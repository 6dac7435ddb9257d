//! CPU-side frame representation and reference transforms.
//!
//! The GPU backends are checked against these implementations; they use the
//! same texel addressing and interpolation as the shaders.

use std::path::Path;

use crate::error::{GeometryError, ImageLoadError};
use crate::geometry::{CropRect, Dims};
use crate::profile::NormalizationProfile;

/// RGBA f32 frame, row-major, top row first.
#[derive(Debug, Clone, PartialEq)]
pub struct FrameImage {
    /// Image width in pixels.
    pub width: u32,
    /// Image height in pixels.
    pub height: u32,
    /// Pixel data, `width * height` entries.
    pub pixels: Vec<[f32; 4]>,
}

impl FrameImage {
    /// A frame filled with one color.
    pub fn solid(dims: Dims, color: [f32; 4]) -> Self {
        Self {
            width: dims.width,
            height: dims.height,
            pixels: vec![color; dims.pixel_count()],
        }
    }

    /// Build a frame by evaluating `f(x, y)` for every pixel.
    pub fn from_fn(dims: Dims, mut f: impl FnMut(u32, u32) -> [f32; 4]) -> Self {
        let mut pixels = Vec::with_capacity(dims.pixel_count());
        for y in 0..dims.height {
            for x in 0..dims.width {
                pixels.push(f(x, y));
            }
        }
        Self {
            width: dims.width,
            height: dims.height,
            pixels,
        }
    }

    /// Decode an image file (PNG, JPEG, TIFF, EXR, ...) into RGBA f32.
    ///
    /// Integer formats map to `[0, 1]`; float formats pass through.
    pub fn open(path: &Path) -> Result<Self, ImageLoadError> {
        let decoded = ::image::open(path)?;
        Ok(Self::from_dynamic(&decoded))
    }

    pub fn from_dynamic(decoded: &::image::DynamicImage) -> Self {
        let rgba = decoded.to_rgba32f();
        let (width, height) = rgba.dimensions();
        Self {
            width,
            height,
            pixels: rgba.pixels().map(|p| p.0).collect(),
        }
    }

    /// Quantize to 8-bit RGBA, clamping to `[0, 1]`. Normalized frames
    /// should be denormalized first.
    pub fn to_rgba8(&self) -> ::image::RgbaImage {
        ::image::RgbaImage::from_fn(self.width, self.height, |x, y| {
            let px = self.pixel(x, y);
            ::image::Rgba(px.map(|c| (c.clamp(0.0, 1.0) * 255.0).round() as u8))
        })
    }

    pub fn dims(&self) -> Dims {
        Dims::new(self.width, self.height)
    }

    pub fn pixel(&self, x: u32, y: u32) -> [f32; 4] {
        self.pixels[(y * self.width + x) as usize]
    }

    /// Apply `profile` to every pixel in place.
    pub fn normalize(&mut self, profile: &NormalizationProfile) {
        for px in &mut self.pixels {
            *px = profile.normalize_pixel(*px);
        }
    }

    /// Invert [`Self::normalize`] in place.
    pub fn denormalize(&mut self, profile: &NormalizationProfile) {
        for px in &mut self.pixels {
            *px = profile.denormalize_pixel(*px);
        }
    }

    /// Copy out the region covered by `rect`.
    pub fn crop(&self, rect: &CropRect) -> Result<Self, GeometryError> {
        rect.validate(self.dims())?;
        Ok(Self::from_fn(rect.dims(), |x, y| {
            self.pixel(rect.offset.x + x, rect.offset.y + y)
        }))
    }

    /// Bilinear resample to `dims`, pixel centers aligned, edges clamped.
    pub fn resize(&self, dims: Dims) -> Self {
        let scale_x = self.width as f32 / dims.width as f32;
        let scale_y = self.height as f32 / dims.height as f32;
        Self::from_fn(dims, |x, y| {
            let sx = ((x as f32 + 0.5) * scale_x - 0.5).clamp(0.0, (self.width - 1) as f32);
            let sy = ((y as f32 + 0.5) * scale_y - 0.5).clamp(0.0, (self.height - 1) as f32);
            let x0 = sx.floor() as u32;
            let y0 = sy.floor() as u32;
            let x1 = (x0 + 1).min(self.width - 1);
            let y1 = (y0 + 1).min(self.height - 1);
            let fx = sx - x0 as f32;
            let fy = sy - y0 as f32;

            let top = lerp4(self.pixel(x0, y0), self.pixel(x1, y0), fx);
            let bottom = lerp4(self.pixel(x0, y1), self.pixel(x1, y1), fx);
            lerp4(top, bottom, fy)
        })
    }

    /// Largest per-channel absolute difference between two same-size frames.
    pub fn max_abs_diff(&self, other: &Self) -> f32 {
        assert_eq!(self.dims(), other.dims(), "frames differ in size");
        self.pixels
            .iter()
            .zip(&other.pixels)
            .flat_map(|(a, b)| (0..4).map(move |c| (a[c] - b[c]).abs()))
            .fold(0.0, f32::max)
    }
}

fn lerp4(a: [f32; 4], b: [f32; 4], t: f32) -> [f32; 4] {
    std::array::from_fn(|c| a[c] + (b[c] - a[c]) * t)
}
================
→ What is needed: Among the entries, how many lines include the word "same"? Answer with a single number and nothing further.

→ Answer area: 2